Saved entries:
#####

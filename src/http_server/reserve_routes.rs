//! Reservation HTTP Routes
//!
//! The single intake endpoint: validate, persist, notify, persist the
//! notification outcome, respond. Any validation failure short-circuits
//! to HTTP 400 with nothing persisted.

use std::sync::Arc;

use axum::{extract::State, http::StatusCode, routing::post, Form, Json, Router};
use serde::{Deserialize, Serialize};
use tracing::{error, info};

use crate::notify::{build_message, Notifier};
use crate::store::{Reservation, ReservationStore, StoreError};
use crate::validate::{self, ServiceWindow};

/// Subject line of the confirmation email
const CONFIRMATION_SUBJECT: &str = "Your Babylon Reservation Request";

// ==================
// Shared State
// ==================

/// State shared across reservation handlers
pub struct AppState {
    pub store: ReservationStore,
    pub notifier: Notifier,
    pub window: ServiceWindow,
}

impl AppState {
    pub fn new(store: ReservationStore, notifier: Notifier) -> Self {
        Self {
            store,
            notifier,
            window: ServiceWindow::default(),
        }
    }
}

// ==================
// Request/Response Types
// ==================

/// Form submission for `POST /reserve`.
///
/// Every field defaults so a missing field deserializes to blank and is
/// reported by our own validation instead of a deserializer rejection.
#[derive(Debug, Deserialize)]
pub struct ReserveForm {
    #[serde(default)]
    pub name: String,
    #[serde(default)]
    pub phone: String,
    #[serde(default)]
    pub email: String,
    #[serde(default)]
    pub guests: String,
    #[serde(default)]
    pub date: String,
    #[serde(default)]
    pub time: String,
    /// 18+ confirmation; presence is what matters, not the value
    #[serde(default)]
    pub confirm: Option<String>,
}

#[derive(Debug, Serialize)]
pub struct ReserveAccepted {
    pub success: bool,
    pub name: String,
    pub date: String,
    pub time: String,
    pub email_status: String,
}

#[derive(Debug, Serialize)]
pub struct ReserveRejected {
    pub success: bool,
    pub message: String,
}

type Rejection = (StatusCode, Json<ReserveRejected>);

fn reject(message: impl Into<String>) -> Rejection {
    (
        StatusCode::BAD_REQUEST,
        Json(ReserveRejected {
            success: false,
            message: message.into(),
        }),
    )
}

fn server_error(e: StoreError) -> Rejection {
    error!("datastore failure: {}", e);
    (
        StatusCode::INTERNAL_SERVER_ERROR,
        Json(ReserveRejected {
            success: false,
            message: "Internal server error".to_string(),
        }),
    )
}

// ==================
// Routes
// ==================

/// Create reservation routes
pub fn reserve_routes(state: Arc<AppState>) -> Router {
    Router::new()
        .route("/reserve", post(reserve_handler))
        .with_state(state)
}

async fn reserve_handler(
    State(state): State<Arc<AppState>>,
    Form(form): Form<ReserveForm>,
) -> Result<Json<ReserveAccepted>, Rejection> {
    let name = form.name.trim();
    let phone = form.phone.trim();
    let email = form.email.trim();
    let guests = form.guests.trim();
    let date = form.date.trim();
    let time = form.time.trim();

    if name.is_empty()
        || phone.is_empty()
        || email.is_empty()
        || guests.is_empty()
        || date.is_empty()
        || time.is_empty()
    {
        return Err(reject("Missing fields"));
    }

    if !validate::valid_phone(phone) {
        return Err(reject("Invalid phone number"));
    }

    if !validate::valid_email(email) {
        return Err(reject("Invalid email"));
    }

    let guest_count = match guests.parse::<i64>() {
        Ok(n) if n > 0 => n,
        _ => return Err(reject("Invalid guest count")),
    };

    if form.confirm.is_none() {
        return Err(reject("18+ confirmation required"));
    }

    if !state.window.allows(time) {
        return Err(reject(state.window.message()));
    }

    let reservation = Reservation::new(name, phone, email, guest_count, date, time);
    state
        .store
        .insert(&reservation)
        .await
        .map_err(server_error)?;

    let html = build_message(name, date, time, guest_count);
    let delivery = state.notifier.send(email, CONFIRMATION_SUBJECT, &html).await;

    state
        .store
        .update_email_status(&reservation.id, &delivery.status)
        .await
        .map_err(server_error)?;

    info!(
        "reservation {} created, email outcome: {}",
        reservation.id, delivery.status
    );

    Ok(Json(ReserveAccepted {
        success: true,
        name: name.to_string(),
        date: date.to_string(),
        time: time.to_string(),
        email_status: delivery.status,
    }))
}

#####

**YOUR OBJECTIVE**
Scan the data above for the string "struct". Copy every line in which it appears.

**RESULT OF THIS TASK**
pub struct AppState {
pub struct ReserveForm {
pub struct ReserveAccepted {
pub struct ReserveRejected {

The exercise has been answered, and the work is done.